- Born: June 13, 1979 (age 46)
- Occupation: real estate developer
- Known for: Founder of JDS Development Group
- Children: 2

= Michael Stern (real estate developer) =

American real estate developer (born 1979)

Michael Stern (born June 13, 1979) is an American real estate developer.

==Early life==
Stern was born on June 13, 1979, to a Jewish family and raised in Five Towns on Long Island. He is a graduate of Lawrence High School.

==Career==
After school, he took a job as a project manager for a developer in Florida and after three years - with funding from friends and family - he began to build spec homes on the side. This eventually evolved into the building of townhouses, mid-rises and high-rises. In the early 2000s, he returned to New York, where he built low-rise houses in the four boroughs.

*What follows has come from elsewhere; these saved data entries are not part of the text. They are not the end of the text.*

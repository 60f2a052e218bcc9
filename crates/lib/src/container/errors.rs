//! Error types for container and path operations.
//!
//! This module defines structured error types for the path verbs, descent and
//! merge algorithms, providing the failing segment and the path walked so far
//! so that callers can report exactly where a lookup stopped.

use thiserror::Error;

/// Structured error types for container operations.
///
/// Every variant that comes out of a descent carries `path`: the segments that
/// were successfully consumed before the failure, joined with `.`. It is empty
/// when the failure happened at the root.
#[non_exhaustive]
#[derive(Debug, Clone, PartialEq, Eq, Error)]
pub enum ContainerError {
    /// A value does not have the shape the operation requires
    #[error("Unsupported type: {type_name}")]
    UnsupportedType { type_name: String },

    /// A string failed dot-notation path validation
    #[error("Not a dot-notation path: '{path}'")]
    NotDotNotationPath { path: String },

    /// An indexable container has no entry for the requested key
    #[error("No such index '{index}' (after '{path}')")]
    NoSuchIndex { index: String, path: String },

    /// An assignable container has no field with the requested name
    #[error("No such property '{property}' (after '{path}')")]
    NoSuchProperty { property: String, path: String },

    /// Descent reached a value that is not a container before the path ended
    #[error("Cannot descend into {type_name} at '{path}'")]
    CannotDescendPath { type_name: String, path: String },

    /// An append found its next integer key already in use
    #[error("Cannot append: next index {index} is already occupied")]
    IndexOccupied { index: i64 },

    /// A structural merge recursed deeper than the configured limit
    #[error("Merge exceeded maximum depth of {depth}")]
    MergeTooDeep { depth: usize },
}

impl ContainerError {
    pub(crate) fn unsupported(type_name: impl Into<String>) -> Self {
        ContainerError::UnsupportedType {
            type_name: type_name.into(),
        }
    }

    /// Check if this error means a key or property was missing
    pub fn is_not_found(&self) -> bool {
        matches!(
            self,
            ContainerError::NoSuchIndex { .. } | ContainerError::NoSuchProperty { .. }
        )
    }

    /// Check if this error is about the shape of a value
    pub fn is_type_error(&self) -> bool {
        matches!(
            self,
            ContainerError::UnsupportedType { .. } | ContainerError::CannotDescendPath { .. }
        )
    }

    /// Check if this error is about path syntax
    pub fn is_path_error(&self) -> bool {
        matches!(self, ContainerError::NotDotNotationPath { .. })
    }

    /// Get the path walked so far, or the rejected path for syntax errors
    pub fn path(&self) -> Option<&str> {
        match self {
            ContainerError::NotDotNotationPath { path }
            | ContainerError::NoSuchIndex { path, .. }
            | ContainerError::NoSuchProperty { path, .. }
            | ContainerError::CannotDescendPath { path, .. } => Some(path),
            _ => None,
        }
    }

    /// Get the segment that could not be found
    pub fn segment(&self) -> Option<&str> {
        match self {
            ContainerError::NoSuchIndex { index, .. } => Some(index),
            ContainerError::NoSuchProperty { property, .. } => Some(property),
            _ => None,
        }
    }
}

// Conversion from ContainerError to the main Error type
impl From<ContainerError> for crate::Error {
    fn from(err: ContainerError) -> Self {
        crate::Error::Container(err)
    }
}
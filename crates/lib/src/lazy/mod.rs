//! Value objects with accessors dispatched by method name.
//!
//! A [`LazyValueObject`] stores a flat set of named values and answers calls
//! such as `getFooBar`, `hasFooBar`, `setFooBar` and `resetFooBar`. The method
//! name is split into words before each uppercase letter that follows a
//! non-uppercase one; the first word is the verb and the rest, joined with
//! `_`, name the value. Case is preserved, so `setFooBar` writes `Foo_Bar`.
//!
//! ```
//! use dotbag::container::Value;
//! use dotbag::lazy::LazyValueObject;
//!
//! let mut object = LazyValueObject::new();
//! object.call("setUserName", &[Value::from("alice")])?;
//!
//! assert_eq!(object.call("getUserName", &[])?, "alice");
//! assert_eq!(object.call("hasUserName", &[])?, true);
//! assert_eq!(object.get_data("User_Name"), Some(&Value::from("alice")));
//! # Ok::<(), dotbag::Error>(())
//! ```

pub mod errors;

pub use errors::ObjectError;

use tracing::trace;

use crate::container::{Record, Value};

const TYPE_NAME: &str = "LazyValueObject";

/// The verbs a [`LazyValueObject`] understands.
#[derive(Debug, Clone, Copy, PartialEq, Eq)]
enum Verb {
    Get,
    Has,
    Set,
    Reset,
}

impl Verb {
    fn parse(word: &str) -> Option<Self> {
        match word {
            "get" => Some(Verb::Get),
            "has" => Some(Verb::Has),
            "set" => Some(Verb::Set),
            "reset" => Some(Verb::Reset),
            _ => None,
        }
    }

    fn writes(self) -> bool {
        matches!(self, Verb::Set | Verb::Reset)
    }
}

/// A flat value object driven by method names.
#[derive(Debug, Clone, Default, PartialEq)]
pub struct LazyValueObject {
    data: Record,
    read_only: bool,
}

impl LazyValueObject {
    /// Creates an empty, writable object
    pub fn new() -> Self {
        Self::default()
    }

    /// Removes the `set` and `reset` verbs. This cannot be undone.
    pub fn make_read_only(&mut self) {
        self.read_only = true;
    }

    pub fn is_read_only(&self) -> bool {
        self.read_only
    }

    /// Dispatches a method call by name.
    ///
    /// `get` returns the stored value or `Null`, `has` returns a boolean and
    /// `set`/`reset` return `Null`. `set` stores its first argument.
    pub fn call(&mut self, method: &str, args: &[Value]) -> crate::Result<Value> {
        let (verb, name) = split_method_name(method);
        let verb = match Verb::parse(verb) {
            Some(verb) if !(verb.writes() && self.read_only) => verb,
            _ => {
                return Err(ObjectError::NoSuchMethod {
                    type_name: TYPE_NAME,
                    method: method.to_string(),
                }
                .into());
            }
        };
        trace!(method, ?verb, name = %name, "Dispatching call");

        match verb {
            Verb::Get => Ok(self.get_data(&name).cloned().unwrap_or_default()),
            Verb::Has => Ok(Value::Bool(self.has_data(&name))),
            Verb::Set => {
                let value = args
                    .first()
                    .cloned()
                    .ok_or_else(|| ObjectError::MissingArgument {
                        method: method.to_string(),
                    })?;
                self.set_data(name, value)?;
                Ok(Value::Null)
            }
            Verb::Reset => {
                self.reset_data(&name)?;
                Ok(Value::Null)
            }
        }
    }

    /// Returns a stored value
    pub fn get_data(&self, name: &str) -> Option<&Value> {
        self.data.get(name)
    }

    /// Returns true if a value is stored under `name`
    pub fn has_data(&self, name: &str) -> bool {
        self.data.contains_key(name)
    }

    /// Stores a value, failing with [`ObjectError::ReadOnly`] on a read-only
    /// object
    pub fn set_data(
        &mut self,
        name: impl Into<String>,
        value: impl Into<Value>,
    ) -> crate::Result<()> {
        let name = name.into();
        self.check_writable(&name)?;
        self.data.set(name, value);
        Ok(())
    }

    /// Removes a stored value and returns it
    pub fn reset_data(&mut self, name: &str) -> crate::Result<Option<Value>> {
        self.check_writable(name)?;
        Ok(self.data.remove(name))
    }

    /// Returns every stored value
    pub fn get_all_data(&self) -> &Record {
        &self.data
    }

    fn check_writable(&self, name: &str) -> Result<(), ObjectError> {
        if self.read_only {
            Err(ObjectError::ReadOnly {
                name: name.to_string(),
            })
        } else {
            Ok(())
        }
    }
}

impl From<Record> for LazyValueObject {
    fn from(data: Record) -> Self {
        Self {
            data,
            read_only: false,
        }
    }
}

#[cfg(feature = "serde")]
impl serde::Serialize for LazyValueObject {
    fn serialize<S>(&self, serializer: S) -> Result<S::Ok, S::Error>
    where
        S: serde::Serializer,
    {
        serde::Serialize::serialize(&self.data, serializer)
    }
}

/// Splits `getFooBar` into `("get", "Foo_Bar")`.
fn split_method_name(method: &str) -> (&str, String) {
    let mut words = Vec::new();
    let mut start = 0;
    let mut previous: Option<char> = None;

    for (index, c) in method.char_indices() {
        if c.is_ascii_uppercase() && previous.is_some_and(|p| !p.is_ascii_uppercase()) {
            words.push(&method[start..index]);
            start = index;
        }
        previous = Some(c);
    }
    words.push(&method[start..]);

    match words.split_first() {
        Some((verb, rest)) => (*verb, rest.join("_")),
        None => (method, String::new()),
    }
}
//! The per-path handle: read, write and lock one node of the hierarchy.
//!
//! A `Section` is cheap to create and carries no server-side state; it
//! captures its store handle at construction, so reconfiguring the default
//! pool never affects it. Plain reads and writes are unprotected (last
//! write wins per leaf); callers that need cross-process correctness wrap
//! their work in [`Section::with_lock`] or hold a [`LockedSection`].

use crate::config::Pool;
use crate::error::{Error, Result};
use crate::lock::{LockHandle, LockManager, LockMode, DEFAULT_ACQUIRE_TIMEOUT, DEFAULT_LEASE};
use crate::path::{Path, SEPARATOR};
use crate::store::{KeyTtl, Store};
use crate::value;
use serde_json::{Map, Value};
use std::collections::BTreeSet;
use std::future::Future;
use std::ops::Deref;
use std::sync::Arc;
use std::time::Duration;

#[derive(Debug, Clone)]
pub struct Section {
    path: Path,
    store: Arc<dyn Store>,
    locks: LockManager,
    acquire_timeout: Duration,
    lease: Duration,
}

impl Section {
    /// Handle for the root of the hierarchy in the given logical database.
    pub fn root(pool: &Pool, db_name: Option<&str>) -> Self {
        Self::with_store(pool.store(db_name), Path::root())
    }

    /// Handle for a dotted path in the given logical database.
    pub fn open(pool: &Pool, db_name: Option<&str>, path: &str) -> Result<Self> {
        Ok(Self::with_store(pool.store(db_name), Path::parse(path)?))
    }

    /// Handle backed by an explicit store. The seam the pool plugs into;
    /// also handy for tests.
    pub fn with_store(store: Arc<dyn Store>, path: Path) -> Self {
        Self {
            path,
            locks: LockManager::new(store.clone()),
            store,
            acquire_timeout: DEFAULT_ACQUIRE_TIMEOUT,
            lease: DEFAULT_LEASE,
        }
    }

    /// Override the lock acquisition timeout and lease used by the scoped
    /// locking methods.
    pub fn with_lock_params(mut self, acquire_timeout: Duration, lease: Duration) -> Self {
        self.acquire_timeout = acquire_timeout;
        self.lease = lease;
        self
    }

    pub fn path(&self) -> &Path {
        &self.path
    }

    /// Child handle for a dotted relative path. Pure path composition:
    /// never touches the store, and a child that was never written is a
    /// perfectly good handle that reads as absent.
    pub fn get(&self, key: &str) -> Result<Section> {
        if key.is_empty() {
            return Err(Error::InvalidPath {
                path: key.to_string(),
                reason: "empty segment",
            });
        }
        let mut child = self.clone();
        child.path = self.path.join(key)?;
        Ok(child)
    }

    /// Keys of every descendant leaf currently stored below this node.
    async fn descendant_keys(&self) -> Result<Vec<String>> {
        let prefix = format!("{}{}", self.path.value_key(), SEPARATOR);
        self.store.scan(&prefix).await
    }

    /// True iff this node or any descendant currently has a stored value.
    pub async fn exists(&self) -> Result<bool> {
        if self.store.get(&self.path.value_key()).await?.is_some() {
            return Ok(true);
        }
        Ok(!self.descendant_keys().await?.is_empty())
    }

    /// The node's value: its own leaf if one is stored, otherwise the
    /// recursive merge of all descendant leaves, otherwise `None`.
    pub async fn value(&self) -> Result<Option<Value>> {
        if let Some(raw) = self.store.get(&self.path.value_key()).await? {
            return Ok(Some(serde_json::from_slice(&raw)?));
        }

        let mut tree = Map::new();
        let mut found = false;
        let own_depth = self.path.depth();
        for key in self.descendant_keys().await? {
            let raw = match self.store.get(&key).await? {
                Some(raw) => raw,
                // Expired or deleted between scan and get.
                None => continue,
            };
            let leaf_path = Path::from_value_key(&key).ok_or_else(|| {
                Error::Internal(format!("unexpected key in value tree: {key}"))
            })?;
            let relative = leaf_path.segments()[own_depth..].to_vec();
            value::merge_into(&mut tree, &relative, serde_json::from_slice(&raw)?);
            found = true;
        }

        if found {
            Ok(Some(Value::Object(tree)))
        } else {
            Ok(None)
        }
    }

    /// Write `value` at the child path. An object is expanded into one
    /// independently atomic leaf write per field; anything else is a
    /// single leaf. Scalar values stored on ancestor paths are removed so
    /// the written leaves are reachable by merge. Returns the child
    /// handle for chaining.
    pub async fn set(
        &self,
        key: &str,
        value: Value,
        expire: Option<Duration>,
    ) -> Result<Section> {
        let target = self.get(key)?;

        // A leaf sitting on an ancestor path would shadow the new value.
        for ancestor in target.path.ancestors() {
            self.store.delete(&ancestor.value_key()).await?;
        }

        let leaves = if value.is_object() {
            // Overwriting a subtree: drop whatever was there before.
            target.clear().await?;
            value::flatten(&target.path, &value)?
        } else {
            vec![(target.path.clone(), value)]
        };

        for (leaf_path, leaf) in leaves {
            self.store
                .set(&leaf_path.value_key(), serde_json::to_vec(&leaf)?, expire)
                .await?;
        }

        Ok(target)
    }

    /// Remove the value at the child path; for an internal node this
    /// removes the whole subtree. Deleting an absent child is a no-op.
    pub async fn delete(&self, key: &str) -> Result<()> {
        self.get(key)?.clear().await
    }

    /// Remove this node's value and every descendant's. Idempotent.
    pub async fn clear(&self) -> Result<()> {
        for key in self.descendant_keys().await? {
            self.store.delete(&key).await?;
        }
        self.store.delete(&self.path.value_key()).await
    }

    /// Handles for the immediate children currently present, derived from
    /// one scan. Lazy over that key set only: not restartable and not a
    /// snapshot; writes racing with the scan may or may not be observed.
    pub async fn children(&self) -> Result<Children> {
        let own_depth = self.path.depth();
        let mut segments = BTreeSet::new();
        for key in self.descendant_keys().await? {
            if let Some(leaf_path) = Path::from_value_key(&key) {
                if let Some(segment) = leaf_path.segments().get(own_depth) {
                    segments.insert(segment.clone());
                }
            }
        }
        let sections = segments
            .into_iter()
            .map(|segment| {
                let mut child = self.clone();
                child.path = self.path.child(&segment)?;
                Ok(child)
            })
            .collect::<Result<Vec<_>>>()?;
        Ok(Children {
            inner: sections.into_iter(),
        })
    }

    /// Remaining lifetime of this node: its own leaf's TTL if one is
    /// stored, otherwise the first descendant's. `Missing` and `NoExpiry`
    /// are distinct sentinels, mirroring the store.
    pub async fn time_to_live(&self) -> Result<KeyTtl> {
        let own_key = self.path.value_key();
        if self.store.get(&own_key).await?.is_some() {
            return self.store.ttl(&own_key).await;
        }
        match self.descendant_keys().await?.into_iter().next() {
            Some(key) => self.store.ttl(&key).await,
            None => Ok(KeyTtl::Missing),
        }
    }

    /// Set or refresh the time-to-live on this node's leaf and every
    /// descendant leaf.
    pub async fn expire(&self, ttl: Duration) -> Result<()> {
        self.store.expire(&self.path.value_key(), ttl).await?;
        for key in self.descendant_keys().await? {
            self.store.expire(&key, ttl).await?;
        }
        Ok(())
    }

    /// Numeric read-modify-write convenience: add `delta` to the stored
    /// integer, treating an absent value as zero. Not atomic on its own;
    /// run it under a lock scope when other writers exist.
    pub async fn add(&self, delta: i64) -> Result<i64> {
        let current = match self.value().await? {
            None => 0,
            Some(value) => value.as_i64().ok_or_else(|| Error::NotANumber {
                path: self.path.to_string(),
            })?,
        };
        let updated = current + delta;
        self.store
            .set(
                &self.path.value_key(),
                serde_json::to_vec(&Value::from(updated))?,
                None,
            )
            .await?;
        Ok(updated)
    }

    /// Is this node covered by anyone's lock right now?
    pub async fn is_locked(&self) -> Result<bool> {
        self.locks.is_locked(&self.path).await
    }

    /// Take an exclusive lock on this node's path with the section's
    /// configured timeout and lease.
    pub async fn lock(&self) -> Result<LockedSection> {
        self.lock_with(self.acquire_timeout, self.lease).await
    }

    /// Take an exclusive lock with explicit timeout and lease.
    pub async fn lock_with(&self, timeout: Duration, lease: Duration) -> Result<LockedSection> {
        let handle = self
            .locks
            .acquire(&self.path, LockMode::Exclusive, timeout, lease)
            .await?;
        Ok(LockedSection {
            section: self.clone(),
            handle,
        })
    }

    /// Run `f` under an exclusive lock on this node's path. The lock is
    /// released on every exit path, including when `f` fails.
    pub async fn with_lock<T, F, Fut>(&self, f: F) -> Result<T>
    where
        F: FnOnce(Section) -> Fut,
        Fut: Future<Output = Result<T>>,
    {
        let mut locked = self.lock().await?;
        let outcome = f(self.clone()).await;
        let released = self.locks.release(&mut locked.handle).await;
        let value = outcome?;
        released?;
        Ok(value)
    }
}

/// Iterator over the immediate children observed by one scan. Consuming;
/// create a new one to observe later writes.
#[derive(Debug)]
pub struct Children {
    inner: std::vec::IntoIter<Section>,
}

impl Iterator for Children {
    type Item = Section;

    fn next(&mut self) -> Option<Section> {
        self.inner.next()
    }

    fn size_hint(&self) -> (usize, Option<usize>) {
        self.inner.size_hint()
    }
}

/// A section holding an exclusive lock on its path. Dereferences to the
/// plain section for data access; `release` consumes it. Dropping without
/// releasing leaves the records to their lease (and logs a warning),
/// because an async release cannot run in `Drop`.
#[derive(Debug)]
pub struct LockedSection {
    section: Section,
    handle: LockHandle,
}

impl LockedSection {
    pub fn handle(&self) -> &LockHandle {
        &self.handle
    }

    /// Extend the lease; needed for critical sections that outlive it.
    pub async fn renew(&mut self, lease: Duration) -> Result<()> {
        self.section.locks.renew(&mut self.handle, lease).await
    }

    /// Release the lock chain. Idempotent at the protocol level: releasing
    /// after lease expiry is a silent no-op.
    pub async fn release(mut self) -> Result<()> {
        self.section.locks.release(&mut self.handle).await
    }
}

impl Deref for LockedSection {
    type Target = Section;

    fn deref(&self) -> &Section {
        &self.section
    }
}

In a joint venture with Kevin P. Maloney's Property Markets Group, JDS completed the conversion of the Walker Tower at 212 West 18th Street in Chelsea into condominiums and built the 1,428 foot 111 West 57th Street in Manhattan with non-union labor, unprecedented for large-scale construction in Manhattan. JDS also developed The Copper (originally known as 626 First Avenue), a dual-tower residential skyscraper in the Kips Bay neighborhood of Manhattan in New York City, and the 1,066 foot Brooklyn Tower, which became the tallest structure in New York City outside Manhattan.

He was named to the 40 Under 40: Class of 2015 by Crain's New York.

==Personal life==
Stern is divorced and has two children.